◆ **Excerpted data**
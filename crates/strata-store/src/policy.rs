use rusqlite::{params, OptionalExtension};

use crate::database::Database;
use crate::error::Result;
use crate::models::PolicyState;

impl Database {
    /// Load the persisted policy, if one was ever saved.
    pub fn load_policy(&self) -> Result<Option<PolicyState>> {
        let document: Option<String> = self
            .conn()
            .query_row("SELECT document FROM policy WHERE id = 1", [], |row| {
                row.get(0)
            })
            .optional()?;

        match document {
            Some(doc) => Ok(Some(serde_json::from_str(&doc)?)),
            None => Ok(None),
        }
    }

    pub fn save_policy(&self, policy: &PolicyState) -> Result<()> {
        let document = serde_json::to_string(policy)?;
        self.conn().execute(
            "INSERT INTO policy (id, document, updated_at) VALUES (1, ?1, ?2)
             ON CONFLICT(id) DO UPDATE SET document = excluded.document, updated_at = excluded.updated_at",
            params![document, policy.updated_at.to_rfc3339()],
        )?;
        Ok(())
    }
}
//! Content-addressed blob storage.
//!
//! Payloads are written once under `blobs/<hh>/<hex cid>` (temp file +
//! rename, so a crash never leaves a truncated blob under its final name).
//! Metadata writes for one CID are serialized through [`CidLocks`]; the
//! SQLite handle itself is only held for single statements, never across an
//! `.await`. Bytes admitted under the storage ceiling are reserved store-wide
//! until their metadata row exists, so concurrent puts of different CIDs
//! cannot overshoot it together.

use std::path::{Path, PathBuf};
use std::sync::{Mutex, MutexGuard, PoisonError};

use chrono::{DateTime, Utc};
use tokio::fs;
use tracing::{debug, info, warn};

use strata_shared::{Cid, ShardRouter};

use crate::database::Database;
use crate::error::{ProtectReason, Result, StoreError};
use crate::guard::{ReplicaCheck, ReplicaGuard};
use crate::locks::CidLocks;
use crate::models::{BlobOrigin, BlobRecord, PutOptions, StoreStats};

/// Size limits enforced on `put`.
#[derive(Debug, Clone, Copy)]
pub struct StoreLimits {
    /// Largest accepted payload in bytes.
    pub max_blob_size: usize,
    /// Storage ceiling in bytes, 0 = unlimited.
    pub max_storage_bytes: u64,
}

pub struct ContentStore {
    db: Mutex<Database>,
    blobs_dir: PathBuf,
    router: ShardRouter,
    limits: StoreLimits,
    locks: CidLocks,
    /// Bytes admitted by `put` but not yet recorded in the blobs table.
    pending: Mutex<u64>,
}

/// Admitted bytes of one in-flight `put`. Dropping it releases them.
struct Reservation<'a> {
    pending: &'a Mutex<u64>,
    bytes: u64,
}

impl Drop for Reservation<'_> {
    fn drop(&mut self) {
        let mut pending = self.pending.lock().unwrap_or_else(PoisonError::into_inner);
        *pending = pending.saturating_sub(self.bytes);
    }
}

impl ContentStore {
    /// Open the store rooted at `data_dir`, creating it if needed.
    ///
    /// Fails with [`StoreError::ShardCountMismatch`] if the data directory was
    /// created under a different shard count.
    pub async fn open(data_dir: &Path, router: ShardRouter, limits: StoreLimits) -> Result<Self> {
        let db = Database::open(data_dir)?;
        Self::with_database(db, data_dir.join("blobs"), router, limits).await
    }

    pub async fn with_database(
        db: Database,
        blobs_dir: PathBuf,
        router: ShardRouter,
        limits: StoreLimits,
    ) -> Result<Self> {
        db.ensure_shard_count(router.shard_count())?;
        fs::create_dir_all(&blobs_dir).await?;

        info!(path = %blobs_dir.display(), "Content store initialized");

        Ok(Self {
            db: Mutex::new(db),
            blobs_dir,
            router,
            limits,
            locks: CidLocks::default(),
            pending: Mutex::new(0),
        })
    }

    pub fn router(&self) -> &ShardRouter {
        &self.router
    }

    pub fn limits(&self) -> StoreLimits {
        self.limits
    }

    /// Store a payload and return its CID.
    ///
    /// Storing bytes that are already present does not rewrite them; only the
    /// pin flag is merged in. A local put of a blob held as a replica makes
    /// this node its origin, and the peer that pushed it stays recorded as a
    /// holder.
    pub async fn put(&self, payload: &[u8], opts: PutOptions) -> Result<Cid> {
        if payload.is_empty() {
            return Err(StoreError::EmptyBlob);
        }
        if payload.len() > self.limits.max_blob_size {
            return Err(StoreError::SizeExceeded {
                size: payload.len(),
                max: self.limits.max_blob_size,
            });
        }

        let cid = Cid::of(payload);
        let shard = self.router.shard_of(&cid);
        if opts.origin.is_local() && !self.router.owns_shard(shard) {
            return Err(StoreError::NotResponsible { cid, shard });
        }

        let _guard = self.locks.lock(&cid).await;

        let existing = self.db()?.find_blob(&cid)?;
        if let Some(existing) = existing {
            if opts.pin && !existing.pinned {
                self.db()?.set_pinned(&cid, true)?;
            }
            if let (true, BlobOrigin::Replica { from }) = (opts.origin.is_local(), &existing.origin) {
                let db = self.db()?;
                db.set_origin(&cid, &BlobOrigin::Local)?;
                db.upsert_replica(&cid, from, existing.stored_at)?;
                info!(cid = %cid, from = %from, "Replica promoted to local origin");
            }
            let path = self.blob_path(&cid);
            if !fs::try_exists(&path).await? {
                warn!(cid = %cid, "Payload file missing for known blob, rewriting");
                self.write_payload(&cid, payload).await?;
            }
            debug!(cid = %cid, "Duplicate put, nothing written");
            return Ok(cid);
        }

        let _reservation = self.reserve(payload.len() as u64)?;

        self.write_payload(&cid, payload).await?;

        let now = Utc::now();
        let record = BlobRecord {
            cid,
            size: payload.len() as u64,
            content_type: opts.content_type,
            guild: opts.guild,
            shard,
            origin: opts.origin,
            pinned: opts.pin,
            stored_at: now,
            last_accessed: now,
            replicas: Vec::new(),
        };
        self.db()?.insert_blob(&record)?;

        debug!(cid = %cid, size = payload.len(), shard, "Stored blob");
        Ok(cid)
    }

    /// Read a payload and record the access.
    pub async fn get(&self, cid: &Cid) -> Result<Vec<u8>> {
        let data = self.read(cid).await?;
        self.record_access(cid, Utc::now()).await?;
        Ok(data)
    }

    /// Read a payload without touching its access time (replication and
    /// verification reads must not look like client demand to the GC).
    pub async fn read(&self, cid: &Cid) -> Result<Vec<u8>> {
        let path = self.blob_path(cid);
        match fs::read(&path).await {
            Ok(data) => Ok(data),
            Err(e) if e.kind() == std::io::ErrorKind::NotFound => Err(StoreError::NotFound(*cid)),
            Err(e) => Err(StoreError::Io(e)),
        }
    }

    pub async fn record_access(&self, cid: &Cid, at: DateTime<Utc>) -> Result<()> {
        let _guard = self.locks.lock(cid).await;
        if !self.db()?.touch_blob(cid, at)? {
            return Err(StoreError::NotFound(*cid));
        }
        Ok(())
    }

    /// Delete a blob unless it is pinned or `guard` cannot confirm that
    /// enough other replicas are live.
    pub async fn delete<G>(&self, cid: &Cid, guard: &G) -> Result<u64>
    where
        G: ReplicaGuard + ?Sized,
    {
        let record = self.metadata(cid)?;
        if record.pinned {
            return Err(StoreError::Protected {
                cid: *cid,
                reason: ProtectReason::Pinned,
            });
        }

        // The live check talks to the network; the CID lock is taken only
        // after it so verification can still update this blob's replica set.
        match guard.check_other_replicas(&record).await {
            ReplicaCheck::Confirmed(_) => {}
            ReplicaCheck::Insufficient { live, required } => {
                return Err(StoreError::Protected {
                    cid: *cid,
                    reason: ProtectReason::InsufficientReplicas { live, required },
                });
            }
            ReplicaCheck::Unverifiable => {
                return Err(StoreError::Protected {
                    cid: *cid,
                    reason: ProtectReason::Unverifiable,
                });
            }
        }

        let _lock = self.locks.lock(cid).await;
        let current = self.metadata(cid)?;
        if current.pinned {
            return Err(StoreError::Protected {
                cid: *cid,
                reason: ProtectReason::Pinned,
            });
        }

        self.db()?.delete_blob(cid)?;
        match fs::remove_file(self.blob_path(cid)).await {
            Ok(()) => {}
            Err(e) if e.kind() == std::io::ErrorKind::NotFound => {
                warn!(cid = %cid, "Payload file already gone");
            }
            Err(e) => return Err(StoreError::Io(e)),
        }

        debug!(cid = %cid, size = current.size, "Deleted blob");
        Ok(current.size)
    }

    pub fn stats(&self) -> Result<StoreStats> {
        self.db()?.blob_stats()
    }

    pub fn metadata(&self, cid: &Cid) -> Result<BlobRecord> {
        self.db()?.get_blob(cid)
    }

    pub fn has(&self, cid: &Cid) -> Result<bool> {
        Ok(self.db()?.find_blob(cid)?.is_some())
    }

    /// All blob records, least recently accessed first.
    pub fn list(&self) -> Result<Vec<BlobRecord>> {
        self.db()?.list_blobs()
    }

    pub async fn pin(&self, cid: &Cid) -> Result<()> {
        self.set_pinned(cid, true).await
    }

    pub async fn unpin(&self, cid: &Cid) -> Result<()> {
        self.set_pinned(cid, false).await
    }

    async fn set_pinned(&self, cid: &Cid, pinned: bool) -> Result<()> {
        let _guard = self.locks.lock(cid).await;
        if !self.db()?.set_pinned(cid, pinned)? {
            return Err(StoreError::NotFound(*cid));
        }
        debug!(cid = %cid, pinned, "Pin flag updated");
        Ok(())
    }

    /// Record (or refresh) a verified replica holder.
    pub async fn add_replica(&self, cid: &Cid, peer_id: &str, at: DateTime<Utc>) -> Result<()> {
        let _guard = self.locks.lock(cid).await;
        if self.db()?.find_blob(cid)?.is_none() {
            return Err(StoreError::NotFound(*cid));
        }
        self.db()?.upsert_replica(cid, peer_id, at)
    }

    pub async fn remove_replica(&self, cid: &Cid, peer_id: &str) -> Result<bool> {
        let _guard = self.locks.lock(cid).await;
        self.db()?.delete_replica(cid, peer_id)
    }

    /// Admit `needed` bytes under the storage ceiling, counting what other
    /// in-flight puts already hold.
    fn reserve(&self, needed: u64) -> Result<Option<Reservation<'_>>> {
        if self.limits.max_storage_bytes == 0 {
            return Ok(None);
        }
        let mut pending = self.pending.lock().unwrap_or_else(PoisonError::into_inner);
        let used = self.db()?.blob_stats()?.total_bytes.saturating_add(*pending);
        let available = self.limits.max_storage_bytes.saturating_sub(used);
        if needed > available {
            return Err(StoreError::CapacityExceeded { needed, available });
        }
        *pending += needed;
        Ok(Some(Reservation {
            pending: &self.pending,
            bytes: needed,
        }))
    }

    fn db(&self) -> Result<MutexGuard<'_, Database>> {
        self.db
            .lock()
            .map_err(|e| StoreError::LockPoisoned(e.to_string()))
    }

    fn blob_path(&self, cid: &Cid) -> PathBuf {
        let hex = cid.to_hex();
        self.blobs_dir.join(&hex[..2]).join(hex)
    }

    async fn write_payload(&self, cid: &Cid, payload: &[u8]) -> Result<()> {
        let path = self.blob_path(cid);
        if let Some(parent) = path.parent() {
            fs::create_dir_all(parent).await?;
        }
        let tmp = path.with_extension("tmp");
        fs::write(&tmp, payload).await?;
        fs::rename(&tmp, &path).await?;
        Ok(())
    }
}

◆ **Work order**
For the word "recorded", state how many lines of the material contain it. Give the number and no more.

◆ **Response**
2